Świeczka, znicz

i

Autor: East News

Nie żyje legendarny reprezentant kraju. Zmarł w niewyjaśnionych okolicznościach

2019-06-26 8:46

Fani niemieckiego futbolu we wtorkowe popołudnie otrzymali bardzo smutne wieści. W wieku zaledwie 53 lat odeszła jedna z największych gwiazd reprezentacji NRD, Joerg Stuebner. Występujący na pozycji pomocnika piłkarz dla swojego pokolenia był prawdziwym idolem.

Stuebner piłkarską karierę zaczynał w 1973 roku w BSG Motor Halle, ale bardzo szybko przeniósł się do największego klubu we wschodnich Niemczech, Dynamo Drezno. W seniorskiej drużynie występował przez dziesięć lat. W 182 ligowych spotkaniach zdobył 14 bramek. Stuebner dał się poznać przede wszystkim jako zawodnik z niesamowitą kondycją i zawziętością.

Stąd też wzięło się jego przezwisko, które brzmiało... "odkurzacz". Jak pisze o nim Berliner Zeitung, Niemiec był gwiazdą wyjątkowej szkoły Dynama. Dzięki swojej postawie w klubie, Stuebner był regularnie powoływany do kadry Niemieckiej Republiki Demokratycznej. Zagrał w niej 47 razy i podbijał serca fanów. Po zjednoczeniu Niemiec jego kariera zdecydowanie wyhamowała.

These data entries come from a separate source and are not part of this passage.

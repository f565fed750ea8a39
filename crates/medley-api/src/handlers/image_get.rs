use crate::auth::models::UserContext;
use crate::error::{ErrorResponse, HttpAppError};
use crate::handlers::image_response;
use crate::state::AppState;
use axum::{extract::State, response::IntoResponse, Json};
use medley_core::models::ImageResponse;
use std::sync::Arc;

#[utoipa::path(
    get,
    path = "/api/v0/images",
    tag = "images",
    responses(
        (status = 200, description = "All images owned by the caller, most recent first", body = Vec<ImageResponse>),
        (status = 401, description = "Unauthenticated", body = ErrorResponse),
        (status = 500, description = "Internal server error", body = ErrorResponse)
    )
)]
#[tracing::instrument(
    skip(state),
    fields(owner_id = %user.user_id, operation = "list_images")
)]
pub async fn list_images(
    State(state): State<Arc<AppState>>,
    user: UserContext,
) -> Result<impl IntoResponse, HttpAppError> {
    let images = state.media.repository.list_images(&user.user_id).await?;

    let responses: Vec<ImageResponse> = images
        .into_iter()
        .map(|image| image_response(image, &state.media.delivery))
        .collect();

    Ok(Json(responses))
}
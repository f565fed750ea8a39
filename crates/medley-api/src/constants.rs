/// API path prefix for all media routes.
pub const API_PREFIX: &str = "/api/v0";

/// Slack added on top of the largest configured upload limit so that the
/// request-body layer passes multipart overhead through to the size
/// validator, which produces the JSON error envelope.
pub const BODY_LIMIT_SLACK_BYTES: usize = 1024 * 1024;
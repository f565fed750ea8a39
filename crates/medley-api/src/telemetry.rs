//! Tracing initialization.

use tracing_subscriber::{
    fmt::format::Format, layer::SubscriberExt, util::SubscriberInitExt, EnvFilter,
};

/// Initialize the tracing subscriber: compact console format with an
/// environment-driven filter.
pub fn init_tracing() {
    let console_fmt = tracing_subscriber::fmt::layer().event_format(
        Format::default()
            .compact()
            .with_target(false)
            .without_time(),
    );
    tracing_subscriber::registry()
        .with(
            EnvFilter::try_from_default_env()
                .unwrap_or_else(|_| "medley=debug,tower_http=debug".into()),
        )
        .with(console_fmt)
        .init();
}
use crate::auth::models::UserContext;
use crate::error::{ErrorResponse, HttpAppError};
use crate::handlers::video_response;
use crate::state::AppState;
use axum::{extract::State, response::IntoResponse, Json};
use medley_core::models::VideoResponse;
use std::sync::Arc;

#[utoipa::path(
    get,
    path = "/api/v0/videos",
    tag = "videos",
    responses(
        (status = 200, description = "All videos owned by the caller, most recent first", body = Vec<VideoResponse>),
        (status = 401, description = "Unauthenticated", body = ErrorResponse),
        (status = 500, description = "Internal server error", body = ErrorResponse)
    )
)]
#[tracing::instrument(
    skip(state),
    fields(owner_id = %user.user_id, operation = "list_videos")
)]
pub async fn list_videos(
    State(state): State<Arc<AppState>>,
    user: UserContext,
) -> Result<impl IntoResponse, HttpAppError> {
    let videos = state.media.repository.list_videos(&user.user_id).await?;

    let responses: Vec<VideoResponse> = videos
        .into_iter()
        .map(|video| video_response(video, &state.media.delivery))
        .collect();

    Ok(Json(responses))
}
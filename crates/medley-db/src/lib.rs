//! Medley Database Library
//!
//! Postgres persistence for media records. One pooled connection set is
//! shared by all in-flight requests; every query is owner-scoped.

pub mod media;

pub use media::{MediaRepository, MediaRow, NewImage, NewVideo};
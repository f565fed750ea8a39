//! Image API integration tests.
//!
//! Image upload is a single server-side operation: one request performs the
//! media-service ingest and the metadata write. Lifecycle tests need Docker
//! for testcontainers Postgres and are ignored by default.

mod helpers;

use axum_test::multipart::{MultipartForm, Part};
use helpers::auth::bearer_for;
use helpers::{api_path, fixtures, setup_db_app, setup_stub_app, setup_stub_app_with_limits};
use serde_json::json;

fn image_form(data: Vec<u8>) -> MultipartForm {
    MultipartForm::new().add_part(
        "file",
        Part::bytes(data).file_name("photo.png").mime_type("image/png"),
    )
}

#[tokio::test]
async fn test_list_requires_auth() {
    let app = setup_stub_app().await;

    let response = app.server.get(&api_path("/images")).await;

    assert_eq!(response.status_code(), 401);
}

#[tokio::test]
async fn test_upload_rejects_missing_file() {
    let app = setup_stub_app().await;

    let response = app
        .server
        .post(&api_path("/images"))
        .add_header("Authorization", bearer_for("user_1"))
        .multipart(MultipartForm::new().add_text("title", "A photo"))
        .await;

    assert_eq!(response.status_code(), 400);
    assert_eq!(app.cloud.upload_count(), 0);
}

#[tokio::test]
async fn test_upload_rejects_oversized_before_ingest() {
    let app = setup_stub_app_with_limits(1024, 1024).await;

    let response = app
        .server
        .post(&api_path("/images"))
        .add_header("Authorization", bearer_for("user_1"))
        .multipart(image_form(fixtures::bytes_of_size(4096)))
        .await;

    assert_eq!(response.status_code(), 413);
    assert_eq!(app.cloud.upload_count(), 0);
}

#[tokio::test]
#[ignore = "requires Docker for testcontainers Postgres"]
async fn test_image_lifecycle() {
    let db = setup_db_app().await;
    let app = &db.app;

    // Title is optional for images.
    let response = app
        .server
        .post(&api_path("/images"))
        .add_header("Authorization", bearer_for("user_1"))
        .multipart(image_form(fixtures::create_minimal_png()))
        .await;
    assert_eq!(response.status_code(), 200);
    let body: serde_json::Value = response.json();
    let content_id = body["content_id"].as_str().unwrap().to_string();
    assert!(!content_id.is_empty());
    assert!(body["title"].is_null());
    assert!(body["thumbnail_url"].as_str().unwrap().contains(&content_id));

    let response = app
        .server
        .get(&api_path("/images"))
        .add_header("Authorization", bearer_for("user_1"))
        .await;
    assert_eq!(response.status_code(), 200);
    let listed: serde_json::Value = response.json();
    assert_eq!(listed.as_array().unwrap().len(), 1);

    let response = app
        .server
        .delete(&api_path("/images"))
        .add_header("Authorization", bearer_for("user_1"))
        .json(&json!({ "content_id": content_id }))
        .await;
    assert_eq!(response.status_code(), 200);
    assert_eq!(app.cloud.destroyed_ids(), vec![content_id.clone()]);

    let response = app
        .server
        .get(&api_path("/images"))
        .add_header("Authorization", bearer_for("user_1"))
        .await;
    let listed: serde_json::Value = response.json();
    assert!(listed.as_array().unwrap().is_empty());
}

#[tokio::test]
#[ignore = "requires Docker for testcontainers Postgres"]
async fn test_delete_missing_image_returns_not_found() {
    let db = setup_db_app().await;
    let app = &db.app;

    let response = app
        .server
        .delete(&api_path("/images"))
        .add_header("Authorization", bearer_for("user_1"))
        .json(&json!({ "content_id": "gallery/never-existed" }))
        .await;

    assert_eq!(response.status_code(), 404);
    assert_eq!(app.cloud.destroy_count(), 0);
}
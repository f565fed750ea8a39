pub mod image_delete;
pub mod image_get;
pub mod image_upload;
pub mod video_delete;
pub mod video_get;
pub mod video_upload;

use medley_cloud::DeliveryUrls;
use medley_core::models::{Image, ImageResponse, MediaType, Video, VideoResponse};
use serde::{Deserialize, Serialize};
use utoipa::ToSchema;

/// Deletion request body: the media service's content identifier.
#[derive(Debug, Deserialize, ToSchema)]
pub struct DeleteMediaRequest {
    pub content_id: String,
}

#[derive(Debug, Serialize, ToSchema)]
pub struct DeleteMediaResponse {
    pub message: String,
}

/// Build the API video payload, deriving display URLs from the content id.
pub(crate) fn video_response(video: Video, delivery: &DeliveryUrls) -> VideoResponse {
    let compression_pct = video.compression_percentage();
    let thumbnail_url = delivery.thumbnail(MediaType::Video, &video.content_id);
    let download_url = delivery.full_resolution(MediaType::Video, &video.content_id);
    let preview_url = delivery.video_preview(&video.content_id);
    VideoResponse {
        id: video.id,
        content_id: video.content_id,
        title: video.title,
        description: video.description,
        original_size_bytes: video.original_size_bytes,
        compressed_size_bytes: video.compressed_size_bytes,
        duration_seconds: video.duration_seconds,
        compression_pct,
        thumbnail_url,
        download_url,
        preview_url,
        created_at: video.created_at,
        updated_at: video.updated_at,
    }
}

/// Build the API image payload.
pub(crate) fn image_response(image: Image, delivery: &DeliveryUrls) -> ImageResponse {
    let thumbnail_url = delivery.thumbnail(MediaType::Image, &image.content_id);
    let download_url = delivery.full_resolution(MediaType::Image, &image.content_id);
    ImageResponse {
        id: image.id,
        content_id: image.content_id,
        title: image.title,
        original_size_bytes: image.original_size_bytes,
        thumbnail_url,
        download_url,
        created_at: image.created_at,
        updated_at: image.updated_at,
    }
}
//! Delivery URL derivation
//!
//! Builds rendering URLs from a content identifier, with operations encoded
//! as `/-/` separated path segments. Derivation is a pure function of
//! `(content_id, intent)`: no network round trip, no caching layer; the
//! media service renders and caches the actual variants.

use medley_core::models::MediaType;

// Gallery card rendering intents.
const THUMB_WIDTH: u32 = 400;
const THUMB_HEIGHT: u32 = 225;
const FULL_WIDTH: u32 = 1920;
const FULL_HEIGHT: u32 = 1080;
const PREVIEW_DURATION_SECS: u32 = 15;
const PREVIEW_MAX_SEGMENTS: u32 = 9;
const PREVIEW_MIN_SEGMENT_SECS: u32 = 1;

/// Derives delivery URLs for one cloud account.
#[derive(Debug, Clone)]
pub struct DeliveryUrls {
    base: String,
    cloud_name: String,
}

impl DeliveryUrls {
    pub fn new(base: impl Into<String>, cloud_name: impl Into<String>) -> Self {
        let base = base.into().trim_end_matches('/').to_string();
        DeliveryUrls {
            base,
            cloud_name: cloud_name.into(),
        }
    }

    /// Start a URL for one asset with no operations applied.
    pub fn builder(&self, kind: MediaType, content_id: &str) -> DeliveryUrlBuilder {
        DeliveryUrlBuilder::new(&self.base, &self.cloud_name, kind, content_id)
    }

    /// Small card thumbnail: fixed dimensions, gravity-aware fill crop,
    /// low-bandwidth format.
    pub fn thumbnail(&self, kind: MediaType, content_id: &str) -> String {
        self.builder(kind, content_id)
            .resize(THUMB_WIDTH, THUMB_HEIGHT)
            .crop("fill")
            .gravity("auto")
            .format("jpg")
            .quality("auto")
            .build()
    }

    /// Full-resolution rendering, used for download and share links.
    pub fn full_resolution(&self, kind: MediaType, content_id: &str) -> String {
        self.builder(kind, content_id)
            .resize(FULL_WIDTH, FULL_HEIGHT)
            .build()
    }

    /// Bounded segment-sampled hover preview (videos only). The rendered
    /// clip may be unavailable for short sources; clients fall back on
    /// render error and never retry.
    pub fn video_preview(&self, content_id: &str) -> String {
        self.builder(MediaType::Video, content_id)
            .resize(THUMB_WIDTH, THUMB_HEIGHT)
            .preview(
                PREVIEW_DURATION_SECS,
                PREVIEW_MAX_SEGMENTS,
                PREVIEW_MIN_SEGMENT_SECS,
            )
            .build()
    }
}

/// Fluent builder for delivery URLs with `/-/` operation segments.
#[derive(Debug, Clone)]
pub struct DeliveryUrlBuilder {
    prefix: String,
    operations: Vec<String>,
}

impl DeliveryUrlBuilder {
    fn new(base: &str, cloud_name: &str, kind: MediaType, content_id: &str) -> Self {
        DeliveryUrlBuilder {
            prefix: format!(
                "{}/{}/{}/{}",
                base,
                cloud_name,
                kind.as_path_segment(),
                content_id.trim_matches('/')
            ),
            operations: Vec::new(),
        }
    }

    /// Target dimensions in pixels.
    pub fn resize(mut self, width: u32, height: u32) -> Self {
        self.operations.push(format!("resize/{}x{}", width, height));
        self
    }

    /// Crop mode: "fill", "fit", or "scale".
    pub fn crop(mut self, mode: &str) -> Self {
        self.operations.push(format!("crop/{}", mode));
        self
    }

    /// Crop gravity: "auto", "center", "faces".
    pub fn gravity(mut self, gravity: &str) -> Self {
        self.operations.push(format!("gravity/{}", gravity));
        self
    }

    /// Output format: "jpg", "png", "webp", "mp4", or "auto".
    pub fn format(mut self, format: &str) -> Self {
        self.operations.push(format!("format/{}", format));
        self
    }

    /// Quality preset: "auto", "low", "eco", "best".
    pub fn quality(mut self, quality: &str) -> Self {
        self.operations.push(format!("quality/{}", quality));
        self
    }

    /// Segment-sampled preview directive (videos).
    pub fn preview(mut self, duration_secs: u32, max_segments: u32, min_segment_secs: u32) -> Self {
        self.operations.push(format!(
            "preview/duration/{}/segments/{}/min_segment/{}",
            duration_secs, max_segments, min_segment_secs
        ));
        self
    }

    pub fn build(self) -> String {
        if self.operations.is_empty() {
            return format!("{}/", self.prefix);
        }
        format!("{}/-/{}/", self.prefix, self.operations.join("/-/"))
    }
}
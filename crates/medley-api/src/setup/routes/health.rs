//! Health check handlers.

use crate::state::AppState;
use axum::{extract::State, http::StatusCode, response::IntoResponse, Json};
use std::fmt::Display;
use std::future::Future;
use std::sync::Arc;
use std::time::Duration;

/// Run an async check with timeout; returns "healthy", "timeout", or
/// "{prefix}: {error}".
async fn run_check<F, E>(timeout: Duration, f: F, error_prefix: &str) -> String
where
    F: Future<Output = Result<(), E>>,
    E: Display,
{
    match tokio::time::timeout(timeout, f).await {
        Ok(Ok(())) => "healthy".to_string(),
        Ok(Err(e)) => format!("{}: {}", error_prefix, e),
        Err(_) => "timeout".to_string(),
    }
}

/// Liveness probe - process is running.
pub async fn liveness_check() -> impl IntoResponse {
    (
        StatusCode::OK,
        Json(serde_json::json!({ "status": "alive" })),
    )
}

/// Readiness probe - the metadata store must be reachable.
pub async fn readiness_check(State(state): State<Arc<AppState>>) -> impl IntoResponse {
    let database = run_check(
        Duration::from_secs(2),
        async {
            sqlx::query("SELECT 1")
                .execute(&state.pool)
                .await
                .map(|_| ())
        },
        "error",
    )
    .await;

    let ready = database == "healthy";
    let status = if ready {
        StatusCode::OK
    } else {
        StatusCode::SERVICE_UNAVAILABLE
    };

    (
        status,
        Json(serde_json::json!({
            "status": if ready { "ready" } else { "degraded" },
            "database": database,
        })),
    )
}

Gdy Stuebner zrezygnował już z zawodowego uprawiania sportu wpadł w życiowe tarapaty. Miał problemy finansowe, a także popadł w alkoholizm. Niedawno pojawiły się jednak informacje, że były piłkarz wyszedł na prostą. Pojawiał się na domowych meczach Dynama,  a także rozpoczął pracę w gimnazjum w Dreźnie. Dlatego jego śmierć była dla fanów ogromnym zaskoczeniem. Na razie przyczyny zgonu Stuebner nie są znane.